RIO DE JANEIRO - "Brasileiros, vocês ainda hão de ter saudades do Carnaval", escreveu, um dia, o poeta carioca Dante Milano (1899-1991). Sua crônica "Filmagem do Carnaval Noturno", uma das maiores páginas sobre a festa do Rio, é de uma época, os anos 1940, em que esta desprendia um "clamor de epopeia", com os blocos, carros, ranchos e bailes "rocambolescos, babélicos e umbilicais" tomando os salões, ruas, corpos e almas.

Por algum motivo, Dante anteviu que, um dia, não seria mais assim. E, infelizmente, acertou. Durante toda a década de 1980, trabalhando e morando em São Paulo, vim ao Rio ano após ano em busca de um Carnaval que, eu sabia, não encontraria na vila Madalena ou no alto de Pinheiros, onde morava. Mas, ao chegar aqui, do Carnaval só ouvia os ecos distantes das bandas de Ipanema, Sá Ferreira e Leme, de um ou outro surdo na zona Norte e dos heroicos blocos de embalo do Centro, como o Bola Preta e o Cacique de Ramos.

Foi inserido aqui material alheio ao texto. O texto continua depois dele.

use auditrail_core::AppError;
use auditrail_domain::{AuditActionType, AuditCategory, AuditSeverity};
use chrono::{TimeZone, Utc};

use super::conversions::parse_list;
use super::types::AuditLogQueryParams;

#[test]
fn comma_lists_are_parsed_case_insensitively() {
    let categories = parse_list::<AuditCategory>(Some(" Security, auth ,"));
    assert!(matches!(
        categories,
        Ok(values) if values == vec![AuditCategory::Security, AuditCategory::Auth]
    ));

    let actions = parse_list::<AuditActionType>(Some("auth.login_failed"));
    assert!(matches!(actions, Ok(values) if values == vec![AuditActionType::LoginFailed]));
}

#[test]
fn unknown_list_entry_is_a_validation_error() {
    let severities = parse_list::<AuditSeverity>(Some("warning,loud"));
    assert!(matches!(severities, Err(AppError::Validation(_))));
}

#[test]
fn absent_list_is_empty() {
    let categories = parse_list::<AuditCategory>(None);
    assert!(matches!(categories, Ok(values) if values.is_empty()));
}

#[test]
fn query_defaults_to_first_page() {
    let request = AuditLogQueryParams {
        entity_type: Some("  ".to_owned()),
        changed_field: Some(" salary ".to_owned()),
        ..AuditLogQueryParams::default()
    }
    .into_request()
    .unwrap_or_else(|_| unreachable!());

    assert_eq!(request.page, 1);
    assert_eq!(request.page_size, 50);
    assert_eq!(request.filter.entity_type, None);
    assert_eq!(request.filter.changed_field.as_deref(), Some("salary"));
}

#[test]
fn inverted_time_range_is_rejected() {
    let from = Utc.with_ymd_and_hms(2025, 5, 2, 0, 0, 0).single();
    let to = Utc.with_ymd_and_hms(2025, 5, 1, 0, 0, 0).single();
    let result = AuditLogQueryParams {
        from,
        to,
        ..AuditLogQueryParams::default()
    }
    .into_request();

    assert!(matches!(result, Err(AppError::Validation(_))));
}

Não encontrava nem os amigos, refugiados em Cabo Frio ou Mauá. No lugar deles, acorriam os turistas, atraídos pelas escolas de samba. As quais, durante muitos anos, se tornaram sinônimo do Carnaval.

Nunca me conformei com isto. Não podia admitir que a maior festa popular do mundo, com 200 anos de história no Rio, se reduzisse a um show, a ser acompanhado das arquibancadas ou pela televisão. E assim se passaram séculos.

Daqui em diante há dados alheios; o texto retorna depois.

use auditrail_application::SecurityFindingFilter;
use auditrail_domain::AuditSeverity;
use sqlx::{Postgres, QueryBuilder};

/// Appends the `WHERE` clause for a finding filter.
///
/// `type_column` and `time_column` name the table's type and timestamp columns.
pub(super) fn push_finding_filter(
    builder: &mut QueryBuilder<'_, Postgres>,
    filter: &SecurityFindingFilter,
    type_column: &'static str,
    time_column: &'static str,
) {
    builder.push(" WHERE TRUE");

    if let Some(tenant_id) = filter.tenant_id {
        builder.push(" AND tenant_id = ");
        builder.push_bind(tenant_id.as_uuid());
    }
    if !filter.finding_types.is_empty() {
        builder.push(format!(" AND {type_column} = ANY("));
        builder.push_bind(filter.finding_types.clone());
        builder.push(")");
    }
    if let Some(threshold) = filter.min_severity {
        builder.push(" AND severity = ANY(");
        builder.push_bind(
            AuditSeverity::all()
                .iter()
                .filter(|severity| severity.at_least(threshold))
                .map(|severity| severity.as_str().to_owned())
                .collect::<Vec<_>>(),
        );
        builder.push(")");
    }
    if let Some(from) = filter.from {
        builder.push(format!(" AND {time_column} >= "));
        builder.push_bind(from);
    }
    if let Some(to) = filter.to {
        builder.push(format!(" AND {time_column} <= "));
        builder.push_bind(to);
    }
}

Mas isso acabou. Os jovens acordaram e o Carnaval voltou às ruas do Rio desde pelo menos 2000, com um furor e euforia que já não deve muito ao descrito por Dante Milano. Falta-lhe ainda a trilha sonora –as músicas para embalar e fazer de cada Carnaval uma memória, uma experiência. Mas isso virá com o tempo. O mais incrível, porém, aconteceu: morasse eu em São Paulo em 2016, teria também um Carnaval na minha porta.